4. Train a GPT-2 using the texts from step 2. Notes:

● You can find the GPT-2 implementation online or implement your own GPT-2. One implementation I suggest is https://github.com/minimaxir/gpt-2-simple

● If your computer does not have a modern CPU or GPU, you can use

Kaggle or Google Colab

5. Generate 500 fake papers from the trained GPT-2 in step 4.

6. Write a Python script to automatically generate PDFs of false papers. Each PDF includes paper title from GPT-2, author’s information from step 3, and texts from GPT-2. Please refer to the downloaded paper from step 1 for the paper format. Save the papers’ PDFs in a folder called “falsified_media”.

7. Generate the new rows in your TSV for your new papers and their associated features from all prior steps. Each new row has features for the newly generated fake papers, such as author names, affiliations, title.

Extra Credits:

You can obtain extra credits from two parts.

The first part is about the training data for GPT-2. You will get 20% extra credits if you train GPT-2 using more than 200 papers from step 1. The extra papers are from the reference lists of 200 papers. Therefore, you need to download not only 200 papers in the Bik dataset but also the referenced papers listed in 200 papers.

The second part is about generating PDFs. You will get 20% extra credits if you can automatically use LaTex to convert texts to PDFs. Hints: Check out the code.

4. Assignment Setup

4.1 Group Formation

You should keep the same group from your assignment one. There is no need to send any emails for this step, unless there are changes in the groups.

5. Report

Write a short report (no more than 4 pages) describing your observations, i.e. what you noticed about the dataset as you completed the tasks. Please answer the following questions:

1. What did the GPT-2 generated texts look like?

2. Were they believable?

3. Would your associated ancillary features from assignment 1 have been able to discern what was false or not?

Thinking more broadly, please also answer the following (there are no right or wrong answers here, you have the freedom to express your opinion as you find appropriate):

4. How much do you think media falsification is solvable using ancillary metadata features, or using actual content based techniques? Is one better than the other?

5. What other types of datasets could have been used to generate the falsified papers? Pick at least 2 datasets from distinct MIME types.

6. What other sorts of “backstopping” would be required to generate a believable paper trail for the scientific literature?

6. Submission Guidelines

This assignment is to be submitted electronically, by 11:59:59 pm PT, via My Tools > Assignments. A team can submit multiple times, but only the last submission counts. Anyone from a team can submit. However, we suggest designating one person to submit. In the submission, please include following things:

● All source code is expected to be commented, to compile, and to run. You should have at least the identified Python scripts that you used to generate the falsified media, download the scientific papers and generate associated features.

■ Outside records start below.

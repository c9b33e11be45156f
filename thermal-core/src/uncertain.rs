//! Scalar-or-distribution numeric values for uncertainty propagation.
//!
//! Every quantity in the compensation pipeline that is not exactly known (a
//! raw ADC code widened by quantization noise, the measurand emissivity) is
//! represented as an [`UncertainValue`] instead of a bare `f64`. Arithmetic
//! on these values propagates the distribution through every downstream
//! step, so an output temperature computed from an uncertain input is itself
//! a distribution.
//!
//! Distributions are carried as Monte Carlo ensembles: a fixed number of
//! sampled scalars to which every operation applies member-wise. Only
//! uniform distributions are ever introduced by this crate, and all
//! downstream math is applied uniformly per member, which makes the ensemble
//! representation both simple and statistically faithful. The ensemble size
//! is chosen at the point a distribution is created (see
//! [`UncertainValue::uniform`]) and is the accuracy/performance knob of the
//! whole pipeline.
//!
//! Values are never mutated after creation; every operation produces a new
//! value.

use rand::Rng;
use rand_distr::{Distribution, Uniform};
use thiserror::Error;

/// Errors from constructing uncertain values.
#[derive(Debug, Error, PartialEq)]
pub enum UncertainError {
    /// Uniform interval bounds were non-finite or not strictly ordered.
    #[error("invalid uniform interval [{lo}, {hi}]")]
    InvalidInterval { lo: f64, hi: f64 },

    /// An ensemble must contain at least one sample.
    #[error("ensemble size must be nonzero")]
    EmptyEnsemble,
}

/// A numeric quantity that is either an exact scalar or a Monte Carlo
/// ensemble of samples drawn from some distribution.
///
/// Binary operators broadcast an `Exact` value (or a single-sample ensemble)
/// against an ensemble of any size. Combining two ensembles pairs their
/// members index-wise; member `k` of every ensemble in one pipeline run
/// represents the same coherent draw of all inputs, which preserves
/// correlations (e.g. the same emissivity sample dividing every pixel).
/// Combining two ensembles of different sizes is a programming error and
/// panics.
#[derive(Debug, Clone, PartialEq)]
pub enum UncertainValue {
    /// A known scalar; arithmetic on it stays exact.
    Exact(f64),
    /// Samples of a distribution. Invariant: never empty.
    Ensemble(Vec<f64>),
}

impl UncertainValue {
    /// Wrap an exactly known scalar.
    pub fn exact(value: f64) -> Self {
        UncertainValue::Exact(value)
    }

    /// Draw `samples` values uniformly from `[lo, hi]`.
    pub fn uniform<R: Rng + ?Sized>(
        lo: f64,
        hi: f64,
        samples: usize,
        rng: &mut R,
    ) -> Result<Self, UncertainError> {
        if samples == 0 {
            return Err(UncertainError::EmptyEnsemble);
        }
        if !(lo.is_finite() && hi.is_finite() && lo < hi) {
            return Err(UncertainError::InvalidInterval { lo, hi });
        }
        let dist = Uniform::new_inclusive(lo, hi)
            .map_err(|_| UncertainError::InvalidInterval { lo, hi })?;
        Ok(UncertainValue::Ensemble(
            (0..samples).map(|_| dist.sample(rng)).collect(),
        ))
    }

    /// Build an ensemble from pre-drawn samples.
    pub fn from_samples(samples: Vec<f64>) -> Result<Self, UncertainError> {
        if samples.is_empty() {
            return Err(UncertainError::EmptyEnsemble);
        }
        Ok(UncertainValue::Ensemble(samples))
    }

    /// Number of samples carried (1 for an exact value).
    pub fn len(&self) -> usize {
        match self {
            UncertainValue::Exact(_) => 1,
            UncertainValue::Ensemble(s) => s.len(),
        }
    }

    /// Always false; kept for `len`/`is_empty` symmetry.
    pub fn is_empty(&self) -> bool {
        false
    }

    /// True when the value carries no distribution.
    pub fn is_exact(&self) -> bool {
        matches!(self, UncertainValue::Exact(_))
    }

    /// Sample `i`, broadcasting exact and single-sample values.
    fn get(&self, i: usize) -> f64 {
        match self {
            UncertainValue::Exact(v) => *v,
            UncertainValue::Ensemble(s) => {
                if s.len() == 1 {
                    s[0]
                } else {
                    s[i]
                }
            }
        }
    }

    /// Apply `f` to every member.
    pub fn map(&self, f: impl Fn(f64) -> f64) -> UncertainValue {
        match self {
            UncertainValue::Exact(v) => UncertainValue::Exact(f(*v)),
            UncertainValue::Ensemble(s) => {
                UncertainValue::Ensemble(s.iter().map(|&x| f(x)).collect())
            }
        }
    }

    /// Combine two values member-wise, broadcasting exact values.
    ///
    /// # Panics
    /// Panics if both are ensembles of different (non-unit) sizes.
    pub fn zip_with(&self, other: &UncertainValue, f: impl Fn(f64, f64) -> f64) -> UncertainValue {
        let n = broadcast_len(&[self.len(), other.len()]);
        if n == 1 {
            return UncertainValue::Exact(f(self.get(0), other.get(0)));
        }
        UncertainValue::Ensemble((0..n).map(|i| f(self.get(i), other.get(i))).collect())
    }

    /// Combine three values member-wise, broadcasting exact values.
    ///
    /// Needed where downstream math branches on one uncertain quantity while
    /// consuming others (e.g. range selection from a coarse temperature
    /// estimate).
    ///
    /// # Panics
    /// Panics if ensembles of different (non-unit) sizes are mixed.
    pub fn zip3_with(
        a: &UncertainValue,
        b: &UncertainValue,
        c: &UncertainValue,
        f: impl Fn(f64, f64, f64) -> f64,
    ) -> UncertainValue {
        let n = broadcast_len(&[a.len(), b.len(), c.len()]);
        if n == 1 {
            return UncertainValue::Exact(f(a.get(0), b.get(0), c.get(0)));
        }
        UncertainValue::Ensemble((0..n).map(|i| f(a.get(i), b.get(i), c.get(i))).collect())
    }

    /// Member-wise square root.
    pub fn sqrt(&self) -> UncertainValue {
        self.map(f64::sqrt)
    }

    /// Ensemble mean (the value itself when exact).
    pub fn mean(&self) -> f64 {
        match self {
            UncertainValue::Exact(v) => *v,
            UncertainValue::Ensemble(s) => s.iter().sum::<f64>() / s.len() as f64,
        }
    }

    /// Unbiased sample variance; zero for exact or single-sample values.
    pub fn variance(&self) -> f64 {
        match self {
            UncertainValue::Exact(_) => 0.0,
            UncertainValue::Ensemble(s) => {
                if s.len() < 2 {
                    return 0.0;
                }
                let mean = self.mean();
                s.iter().map(|&x| (x - mean) * (x - mean)).sum::<f64>() / (s.len() - 1) as f64
            }
        }
    }

    /// Sample standard deviation.
    pub fn std_dev(&self) -> f64 {
        self.variance().sqrt()
    }

    /// Smallest sample (support lower edge).
    pub fn min(&self) -> f64 {
        match self {
            UncertainValue::Exact(v) => *v,
            UncertainValue::Ensemble(s) => s.iter().copied().fold(f64::INFINITY, f64::min),
        }
    }

    /// Largest sample (support upper edge).
    pub fn max(&self) -> f64 {
        match self {
            UncertainValue::Exact(v) => *v,
            UncertainValue::Ensemble(s) => s.iter().copied().fold(f64::NEG_INFINITY, f64::max),
        }
    }
}

/// Common broadcast size for a set of operand lengths.
fn broadcast_len(lens: &[usize]) -> usize {
    let n = lens.iter().copied().max().unwrap_or(1);
    for &l in lens {
        assert!(l == 1 || l == n, "mismatched ensemble sizes: {} vs {}", l, n);
    }
    n
}

macro_rules! impl_binop {
    ($trait:ident, $method:ident) => {
        impl std::ops::$trait for UncertainValue {
            type Output = UncertainValue;
            fn $method(self, rhs: UncertainValue) -> UncertainValue {
                self.zip_with(&rhs, |a, b| std::ops::$trait::$method(a, b))
            }
        }

        impl std::ops::$trait<f64> for UncertainValue {
            type Output = UncertainValue;
            fn $method(self, rhs: f64) -> UncertainValue {
                self.map(|a| std::ops::$trait::$method(a, rhs))
            }
        }

        impl std::ops::$trait<UncertainValue> for f64 {
            type Output = UncertainValue;
            fn $method(self, rhs: UncertainValue) -> UncertainValue {
                rhs.map(|b| std::ops::$trait::$method(self, b))
            }
        }
    };
}

impl_binop!(Add, add);
impl_binop!(Sub, sub);
impl_binop!(Mul, mul);
impl_binop!(Div, div);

● Your updated dataset TSV.

● “falsified_media” folder storing the fake papers

● Also prepare a readme.txt describing the files in the submission.

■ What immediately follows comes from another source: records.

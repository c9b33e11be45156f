//! Reading word dumps from comma-separated text files.
//!
//! Capture tooling writes one record per line: unsigned 16-bit words in
//! decimal, separated by commas, optionally with whitespace. A calibration
//! dump holds one record; a frame dump holds one record per captured
//! subpage.

use std::fs::File;
use std::io::{BufRead, BufReader};
use std::path::Path;

use anyhow::{Context, Result};

/// Read every non-empty line of `path` as a record of u16 words.
pub fn read_records(path: &Path) -> Result<Vec<Vec<u16>>> {
    let file = File::open(path).with_context(|| format!("opening {}", path.display()))?;
    let reader = BufReader::new(file);

    let mut records = Vec::new();
    for (number, line) in reader.lines().enumerate() {
        let line = line.with_context(|| format!("reading {}", path.display()))?;
        if line.trim().is_empty() {
            continue;
        }
        let record = parse_record(&line)
            .with_context(|| format!("{}: line {}", path.display(), number + 1))?;
        records.push(record);
    }
    Ok(records)
}

fn parse_record(line: &str) -> Result<Vec<u16>> {
    line.split(',')
        .map(str::trim)
        .filter(|field| !field.is_empty())
        .map(|field| {
            field
                .parse::<u16>()
                .with_context(|| format!("bad word {:?}", field))
        })
        .collect()
}

#[cfg(test)]
mod tests {
    use super::*;
    use std::io::Write;
    use tempfile::NamedTempFile;

    fn write_file(contents: &str) -> NamedTempFile {
        let mut file = NamedTempFile::new().unwrap();
        file.write_all(contents.as_bytes()).unwrap();
        file
    }

    #[test]
    fn test_reads_one_record_per_line() {
        let file = write_file("1,2,3\n65535, 0 ,42\n");
        let records = read_records(file.path()).unwrap();
        assert_eq!(records, vec![vec![1, 2, 3], vec![65535, 0, 42]]);
    }

    #[test]
    fn test_skips_blank_lines() {
        let file = write_file("1,2\n\n  \n3,4\n");
        let records = read_records(file.path()).unwrap();
        assert_eq!(records.len(), 2);
    }

    #[test]
    fn test_trailing_comma_is_tolerated() {
        let file = write_file("7,8,9,\n");
        let records = read_records(file.path()).unwrap();
        assert_eq!(records, vec![vec![7, 8, 9]]);
    }

    #[test]
    fn test_bad_word_reports_line() {
        let file = write_file("1,2\n3,potato\n");
        let err = read_records(file.path()).unwrap_err();
        assert!(format!("{:#}", err).contains("line 2"));
    }

    #[test]
    fn test_out_of_range_word_rejected() {
        let file = write_file("65536\n");
        assert!(read_records(file.path()).is_err());
    }

    #[test]
    fn test_missing_file_reports_path() {
        let err = read_records(Path::new("/nonexistent/dump.csv")).unwrap_err();
        assert!(format!("{:#}", err).contains("dump.csv"));
    }
}
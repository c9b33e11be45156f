//! Raw frame model for the 32×24 sensor array.
//!
//! One capture delivers 834 unsigned 16-bit words: 768 pixel ADC codes
//! followed by housekeeping words at fixed offsets (PTAT and supply readings,
//! compensation-pixel codes, the control register snapshot and the subpage
//! index). A single capture only carries half the pixel grid; which half is
//! determined by the readout pattern (interleaved rows or a chessboard) and
//! the subpage word. Two consecutive captures are needed for a full image.

use thiserror::Error;

use crate::{FRAME_WORDS, PIXEL_COUNT};

/// Errors from building a [`RawFrame`].
#[derive(Debug, Error, PartialEq)]
pub enum FrameError {
    /// The supplied buffer did not contain exactly one frame.
    #[error("raw frame must contain {expected} words, got {actual}")]
    WrongLength { expected: usize, actual: usize },

    /// The subpage word must be 0 or 1.
    #[error("subpage word must be 0 or 1, got {0}")]
    InvalidSubpage(u16),
}

/// Pixel readout pattern the sensor was operating in.
///
/// The pattern decides which half of the grid a subpage carries and whether
/// the interleaved-correction terms apply during compensation.
#[derive(Debug, Clone, Copy, PartialEq, Eq)]
pub enum ReadoutMode {
    /// Alternating rows per subpage.
    Interleaved,
    /// Chessboard pixel pattern per subpage.
    Chess,
}

// Housekeeping word offsets within a frame.
const PTAT_ART_WORD: usize = 768;
const CP_SUBPAGE0_WORD: usize = 776;
const GAIN_WORD: usize = 778;
const PTAT_WORD: usize = 800;
const CP_SUBPAGE1_WORD: usize = 808;
const VDD_WORD: usize = 810;
const CONTROL_WORD: usize = 832;
const SUBPAGE_WORD: usize = 833;

/// Control-register bit selecting chess readout.
const MEAS_MODE_CHESS_BIT: u16 = 0x1000;
/// Control-register field holding the ADC resolution setting.
const ADC_RESOLUTION_MASK: u16 = 0x0C00;
const ADC_RESOLUTION_SHIFT: u16 = 10;

/// One validated raw subpage capture.
#[derive(Debug, Clone, PartialEq, Eq)]
pub struct RawFrame {
    words: Box<[u16; FRAME_WORDS]>,
}

impl RawFrame {
    /// Validate and take ownership of one frame's words.
    pub fn from_words(words: &[u16]) -> Result<Self, FrameError> {
        if words.len() != FRAME_WORDS {
            return Err(FrameError::WrongLength {
                expected: FRAME_WORDS,
                actual: words.len(),
            });
        }
        let subpage = words[SUBPAGE_WORD];
        if subpage > 1 {
            return Err(FrameError::InvalidSubpage(subpage));
        }
        let mut buf = Box::new([0u16; FRAME_WORDS]);
        buf.copy_from_slice(words);
        Ok(RawFrame { words: buf })
    }

    /// Raw ADC code of a pixel, reinterpreted as two's-complement.
    ///
    /// # Panics
    /// Panics if `pixel >= 768`.
    pub fn pixel_code(&self, pixel: usize) -> i16 {
        assert!(pixel < PIXEL_COUNT, "pixel index {} out of range", pixel);
        self.words[pixel] as i16
    }

    /// Per-frame gain reference code.
    pub fn gain_code(&self) -> i16 {
        self.words[GAIN_WORD] as i16
    }

    /// Compensation-pixel code for the given subpage (0 or 1).
    pub fn compensation_code(&self, subpage: u16) -> i16 {
        match subpage {
            0 => self.words[CP_SUBPAGE0_WORD] as i16,
            _ => self.words[CP_SUBPAGE1_WORD] as i16,
        }
    }

    /// Supply-voltage monitor code.
    pub fn supply_code(&self) -> i16 {
        self.words[VDD_WORD] as i16
    }

    /// Ambient (PTAT) sensor code.
    pub fn ptat_code(&self) -> i16 {
        self.words[PTAT_WORD] as i16
    }

    /// Artificial PTAT reference code.
    pub fn ptat_art_code(&self) -> i16 {
        self.words[PTAT_ART_WORD] as i16
    }

    /// ADC resolution setting captured in the control word.
    pub fn adc_resolution(&self) -> u16 {
        (self.words[CONTROL_WORD] & ADC_RESOLUTION_MASK) >> ADC_RESOLUTION_SHIFT
    }

    /// Readout pattern the frame was captured in.
    pub fn readout_mode(&self) -> ReadoutMode {
        if self.words[CONTROL_WORD] & MEAS_MODE_CHESS_BIT != 0 {
            ReadoutMode::Chess
        } else {
            ReadoutMode::Interleaved
        }
    }

    /// Which subpage (0 or 1) this capture carries.
    pub fn subpage(&self) -> u16 {
        self.words[SUBPAGE_WORD]
    }
}

/// Interleaved-readout subpage membership of a pixel (its row parity).
pub fn interleave_pattern(pixel: usize) -> u16 {
    ((pixel / 32) % 2) as u16
}

/// Chess-readout subpage membership of a pixel (row parity XOR column
/// parity).
pub fn chess_pattern(pixel: usize) -> u16 {
    interleave_pattern(pixel) ^ (pixel % 2) as u16
}

/// Subpage membership of a pixel under the given readout mode.
pub fn subpage_pattern(pixel: usize, mode: ReadoutMode) -> u16 {
    match mode {
        ReadoutMode::Interleaved => interleave_pattern(pixel),
        ReadoutMode::Chess => chess_pattern(pixel),
    }
}

/// Sign-alternating correction factor used by the interleaved-mode
/// compensation terms. The integer divisions are intentional; the factor
/// cycles with the pixel's position inside each 4-column group and flips
/// with row parity.
pub fn conversion_pattern(pixel: usize) -> i32 {
    let p = pixel as i32;
    ((p + 2) / 4 - (p + 3) / 4 + (p + 1) / 4 - p / 4)
        * (1 - 2 * interleave_pattern(pixel) as i32)
}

● If you used external libraries other than Tika Python and GPT-2, you should include those necessary files in your submission, and include in your readme.txt a detailed explanation of how to use these libraries when compiling and executing your program.

● Save your report as a PDF file (TEAM_NAME_EXTRACT.pdf) and include it in your submission.

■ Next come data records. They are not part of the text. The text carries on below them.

//! Double-slit wave interference
//!
//! A point source emits circular waves toward a barrier with two slits.
//! Behind the barrier each slit acts as a new, damped source and the two
//! wavelets interfere. `IntensityMap` integrates the squared amplitude over
//! frames, building up the fringe pattern a detector screen would record.

use crate::constants::{WAVELENGTH, WAVE_DAMPING};
use crate::field::{GridError, GridSpec};
use glam::DVec2;
use std::f64::consts::TAU;

#[derive(Debug, Clone, PartialEq)]
pub struct DoubleSlit {
    pub source: DVec2,
    pub barrier_x: f64,
    /// y coordinate midway between the slits
    pub center_y: f64,
    /// Centre-to-centre slit separation
    pub slit_gap: f64,
    pub wavelength: f64,
    /// Exponential falloff of the slit wavelets per unit distance
    pub damping: f64,
    /// Phase advance per unit time
    pub wave_speed: f64,
    /// Current phase `t` in `sin(k r - t)`
    pub phase: f64,
}

impl DoubleSlit {
    /// Layout for a `width` x `height` canvas, source on the left
    pub fn new(width: f64, height: f64) -> Self {
        Self {
            source: DVec2::new(width / 8.0, height / 2.0),
            barrier_x: 3.0 * width / 8.0,
            center_y: height / 2.0,
            slit_gap: 80.0,
            wavelength: WAVELENGTH,
            damping: WAVE_DAMPING,
            wave_speed: 1.0,
            phase: 0.0,
        }
    }

    /// Zero for a non-positive or non-finite wavelength
    pub fn wavenumber(&self) -> f64 {
        if self.wavelength.is_finite() && self.wavelength > 0.0 {
            TAU / self.wavelength
        } else {
            0.0
        }
    }

    /// Centres of the two slits
    pub fn slits(&self) -> [DVec2; 2] {
        let half = self.slit_gap / 2.0;
        [
            DVec2::new(self.barrier_x, self.center_y - half),
            DVec2::new(self.barrier_x, self.center_y + half),
        ]
    }

    pub fn advance(&mut self, dt: f64) {
        let next = self.phase + self.wave_speed * dt;
        if next.is_finite() {
            self.phase = next;
        }
    }

    /// Instantaneous amplitude, roughly in `[-2, 2]`
    pub fn amplitude_at(&self, p: DVec2) -> f64 {
        let k = self.wavenumber();
        let amplitude = if p.x < self.barrier_x {
            let r = p.distance(self.source);
            (k * r - self.phase).sin() / (r + 1.0)
        } else {
            self.slits()
                .iter()
                .map(|slit| {
                    let r = p.distance(*slit);
                    (k * r - self.phase).sin() * (-self.damping * r).exp()
                })
                .sum()
        };
        if amplitude.is_finite() {
            amplitude
        } else {
            0.0
        }
    }

    /// Amplitude per cell centre, row-major
    pub fn sample_amplitude(&self, grid: &GridSpec) -> Result<Vec<f64>, GridError> {
        grid.validate()?;
        Ok(grid.points().map(|p| self.amplitude_at(p)).collect())
    }
}

/// Time-integrated intensity over a grid
#[derive(Debug, Clone, PartialEq)]
pub struct IntensityMap {
    grid: GridSpec,
    values: Vec<f64>,
    frames: u64,
}

impl IntensityMap {
    pub fn new(grid: GridSpec) -> Result<Self, GridError> {
        grid.validate()?;
        Ok(Self {
            values: vec![0.0; grid.len()],
            grid,
            frames: 0,
        })
    }

    /// Add the squared amplitude of the current wave state to every cell
    pub fn accumulate(&mut self, wave: &DoubleSlit) {
        for (value, p) in self.values.iter_mut().zip(self.grid.points()) {
            let amp = wave.amplitude_at(p);
            *value += amp * amp;
        }
        self.frames += 1;
    }

    pub fn clear(&mut self) {
        self.values.fill(0.0);
        self.frames = 0;
    }

    pub fn grid(&self) -> &GridSpec {
        &self.grid
    }

    pub fn values(&self) -> &[f64] {
        &self.values
    }

    pub fn frames(&self) -> u64 {
        self.frames
    }

    pub fn max(&self) -> f64 {
        self.values.iter().copied().fold(0.0, f64::max)
    }

    /// Values scaled into `[0, 1]`; all zero before the first frame
    pub fn normalized(&self) -> Vec<f64> {
        let max = self.max();
        if max > 0.0 {
            self.values.iter().map(|v| v / max).collect()
        } else {
            vec![0.0; self.values.len()]
        }
    }

    /// Intensity profile along the column nearest `x` (a detector screen)
    pub fn column(&self, x: f64) -> Vec<f64> {
        let cols = self.grid.columns();
        if cols == 0 {
            return Vec::new();
        }
        let col = ((x - self.grid.origin_x) / self.grid.cell_size)
            .floor()
            .clamp(0.0, (cols - 1) as f64) as usize;
        (0..self.grid.rows())
            .map(|row| self.values[row * cols + col])
            .collect()
    }
}
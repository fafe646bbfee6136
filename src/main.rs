//! Pairwise Field Demos
//!
//! Headless driver: builds one preset scene, steps it once per frame and logs
//! what a renderer would draw.

mod demos;

use anyhow::Result;
use clap::Parser;
use demos::{Demo, SceneOptions};
use rand::rngs::StdRng;
use rand::SeedableRng;

#[derive(Parser, Debug)]
#[command(about = "Run a pairwise field demo without a window")]
struct Args {
    /// Which demo to run
    #[arg(short, long, value_enum, default_value_t = Demo::Charges)]
    demo: Demo,

    /// Frames to simulate
    #[arg(short, long, default_value_t = 600)]
    steps: u64,

    /// Time step per frame
    #[arg(long, default_value_t = 1.0)]
    dt: f64,

    /// Bodies to spawn (skyrmions: >1 spawns a pair)
    #[arg(short, long, default_value_t = 8)]
    bodies: usize,

    /// Add downward gravity to the magnetic demo
    #[arg(long)]
    gravity: bool,

    /// Frames between summaries
    #[arg(long, default_value_t = 60)]
    report_every: u64,

    /// RNG seed for body placement
    #[arg(long, default_value_t = 42)]
    seed: u64,
}

fn main() -> Result<()> {
    // Initialize logger (RUST_LOG=debug for verbose output)
    env_logger::Builder::from_env(env_logger::Env::default().default_filter_or("info")).init();

    let args = Args::parse();
    log::info!("Starting pairwise field demo {:?}...", args.demo);

    let mut rng = StdRng::seed_from_u64(args.seed);
    let options = SceneOptions {
        bodies: args.bodies,
        gravity: args.gravity,
    };
    let mut scene = demos::build(args.demo, options, &mut rng)?;

    let report_every = args.report_every.max(1);
    scene.report(0)?;
    for frame in 1..=args.steps {
        scene.advance(args.dt)?;
        if frame % report_every == 0 {
            scene.report(frame)?;
        }
    }

    log::info!("✓ Finished {} frames of {}", args.steps, scene.name());
    Ok(())
}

Please compress all of the above into a single zip archive and name it according to the following filename convention:

HW2_EXTRACT.zip

Use only standard zip format. Do not use other formats such as zipx, rar, ace, etc.

If your data is too big and exceeds the D2L file limit of 2GB: 1) upload your data to

Google drive, 2) include the links to the data in a README file, 3) compress the report, README file and the code and upload it to D2L.

Important Note:

● Successful submission will be indicated in the assignment’s submission history. We advise that you check to verify the timestamp, download and double check your zip file for good measure.

● Again, please note, a team can submit multiple times, but only the last submission counts. To avoid confusion: designate someone to submit.